Response: Worobey et al. point to evidence of constraining selection on the part of the HA gene that encodes the stem of the protein. This selection differentially affected the human but not the swine lineage of H1 influenzas. It had not been reported before and we had not recognized it, even though it was evident in our results. It affects a large part of the gene, which suggests that structural changes in the stem are selected against. Worobey et al. propose that the evidence of recombination we reported in the HA gene of the 1918 influenza (1) results from this differential selection.

This is an interesting idea, but they have not yet proven it. A phylogenetic analysis is not a “necessary test” for evidence of recombination (2). We doubt that the avian lineage may be used to root the tree of the mammalian lineages, because, like others (3), we found that the relative positions of the 1918 sequence and the avian lineage vary in trees, depending on what nucleotide sites or methods were used. We also found evidence that the HA sequences from birds and mammals are evolving quite differently, and we know of no way to prove which phylogenetic method or model is appropriate for this complex, incoherent data set (2). Current implementations of the maximum likelihood method used by Worobey et al. fit a single model to an entire dataset; thus, the positions of nodes (like the 1918 HA sequence) that link, or fall between, lineages that have evolved in different modes must be less than certain.

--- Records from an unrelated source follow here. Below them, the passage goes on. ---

// SPDX-License-Identifier: BUSL-1.1
// Copyright (c) 2026 Alfred Jean LLC

//! Interactive PTY allocation for the shell RPC. `portable-pty`'s I/O
//! handles are blocking, so each direction is pumped on its own
//! `spawn_blocking` task and bridged to the async world through
//! channels, the same "blocking source, async channel bridge" shape
//! used for filesystem-change notifications in [`crate::watcher`].

use std::io::{Read, Write};

use portable_pty::{native_pty_system, CommandBuilder, PtySize};
use thiserror::Error;
use tokio::sync::mpsc;
use tokio::task::JoinHandle;

#[derive(Debug, Error)]
pub enum PtyError {
    #[error("failed to allocate a pty: {0}")]
    Allocate(String),
    #[error("failed to spawn shell: {0}")]
    Spawn(String),
    #[error("failed to resize pty: {0}")]
    Resize(String),
}

/// A live interactive shell session. Output is delivered on
/// [`PtySession::take_output`]'s receiver; input is written through
/// [`PtySession::write`]. Dropping the session kills the child and
/// stops both pump tasks.
pub struct PtySession {
    master: Box<dyn portable_pty::MasterPty + Send>,
    writer: Box<dyn Write + Send>,
    child: Box<dyn portable_pty::Child + Send + Sync>,
    output_rx: Option<mpsc::Receiver<Vec<u8>>>,
    reader_task: Option<JoinHandle<()>>,
}

impl PtySession {
    /// Spawn `shell` (falling back to `/bin/sh` when `None`) attached to
    /// a fresh PTY of the given size. Reading begins immediately on a
    /// background thread; bytes are available from the channel returned
    /// by [`take_output`](Self::take_output).
    pub fn spawn(shell: Option<&str>, cols: u16, rows: u16) -> Result<Self, PtyError> {
        let pty_system = native_pty_system();
        let pair = pty_system
            .openpty(PtySize {
                rows,
                cols,
                pixel_width: 0,
                pixel_height: 0,
            })
            .map_err(|e| PtyError::Allocate(e.to_string()))?;

        let mut cmd = CommandBuilder::new(shell.unwrap_or("/bin/sh"));
        cmd.cwd(std::env::current_dir().unwrap_or_else(|_| ".".into()));

        let child = pair
            .slave
            .spawn_command(cmd)
            .map_err(|e| PtyError::Spawn(e.to_string()))?;
        drop(pair.slave);

        let writer = pair
            .master
            .take_writer()
            .map_err(|e| PtyError::Spawn(e.to_string()))?;
        let mut reader = pair
            .master
            .try_clone_reader()
            .map_err(|e| PtyError::Spawn(e.to_string()))?;

        let (output_tx, output_rx) = mpsc::channel(256);
        let reader_task = tokio::task::spawn_blocking(move || {
            let mut buf = [0u8; 4096];
            loop {
                match reader.read(&mut buf) {
                    Ok(0) => break,
                    Ok(n) => {
                        if output_tx.blocking_send(buf[..n].to_vec()).is_err() {
                            break;
                        }
                    }
                    Err(_) => break,
                }
            }
        });

        Ok(Self {
            master: pair.master,
            writer,
            child,
            output_rx: Some(output_rx),
            reader_task: Some(reader_task),
        })
    }

    /// Takes ownership of the output channel. Can only be called once;
    /// later calls return `None`.
    pub fn take_output(&mut self) -> Option<mpsc::Receiver<Vec<u8>>> {
        self.output_rx.take()
    }

    /// Write keystrokes into the PTY's input side. Blocking, since
    /// `portable-pty`'s writer is a plain `Write`; callers on the async
    /// path should route this through `spawn_blocking` if write volume
    /// ever becomes large enough to matter.
    pub fn write(&mut self, bytes: &[u8]) -> std::io::Result<()> {
        self.writer.write_all(bytes)?;
        self.writer.flush()
    }

    pub fn resize(&self, cols: u16, rows: u16) -> Result<(), PtyError> {
        self.master
            .resize(PtySize {
                rows,
                cols,
                pixel_width: 0,
                pixel_height: 0,
            })
            .map_err(|e| PtyError::Resize(e.to_string()))
    }

    pub fn is_alive(&mut self) -> bool {
        matches!(self.child.try_wait(), Ok(None))
    }
}

impl Drop for PtySession {
    fn drop(&mut self) {
        let _ = self.child.kill();
        if let Some(task) = self.reader_task.take() {
            task.abort();
        }
    }
}

#[cfg(test)]
mod tests {
    use super::*;

    #[tokio::test]
    #[cfg(unix)]
    async fn spawned_shell_echoes_input_back() {
        let mut session = PtySession::spawn(Some("/bin/sh"), 80, 24).expect("spawn pty");
        let mut rx = session.take_output().expect("output channel");
        session.write(b"echo hi\n").expect("write to pty");

        let mut collected = Vec::new();
        let deadline = tokio::time::Instant::now() + std::time::Duration::from_secs(5);
        while tokio::time::Instant::now() < deadline {
            match tokio::time::timeout(std::time::Duration::from_millis(500), rx.recv()).await {
                Ok(Some(chunk)) => {
                    collected.extend_from_slice(&chunk);
                    if String::from_utf8_lossy(&collected).contains("hi") {
                        break;
                    }
                }
                _ => continue,
            }
        }
        assert!(String::from_utf8_lossy(&collected).contains("hi"));
    }

    #[tokio::test]
    #[cfg(unix)]
    async fn resizing_a_live_session_succeeds() {
        let session = PtySession::spawn(Some("/bin/sh"), 80, 24).expect("spawn pty");
        assert!(session.resize(100, 40).is_ok());
    }
}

The degree of conservation and the strength of an evolutionary signal usually vary along a gene sequence, and it is a change in the relative strengths of several signals that is generally considered to indicate recombination (4). We used sister-scanning (5) to judge the relative support for the pairwise relatedness of four aligned sequences in a succession of windows sampled from along an alignment. Variations in the relationships between the swine and human lineage sequences were expected. By ignoring invariant sites, we eliminated one of the major sources of sequence variation that does not contribute anything to the relative signals. Relatedness can be expressed in various ways, but the values for each window are calculated quite independently of the others. Thus, our finding that, in a series of windows, the HA1 region of the 1918 HA gene sequence is significantly more closely related to the same region of swine lineage HA genes than to human lineage genes is independent of any features of the HA2 regions of the same sequences. There is no obvious reason to suspect that calculations showing the 1918 HA1 region to be more closely related to swine HA1 regions than human HA1 sequences were biased by differences in evolutionary rates.

The 1918 HA gene is most closely related to the HA gene of the oldest “classical swine” isolate (3), and we also found similar, although not identical, evidence of recombination in the HA gene sequence of that isolate. The proposal of Worobeyet al. might explain the patterns found in the 1918 sequence, but it does not explain the patterns found in the HA gene of the classical swine isolate, which, for various reasons (1), we consider to be a member of the same recombinant lineage.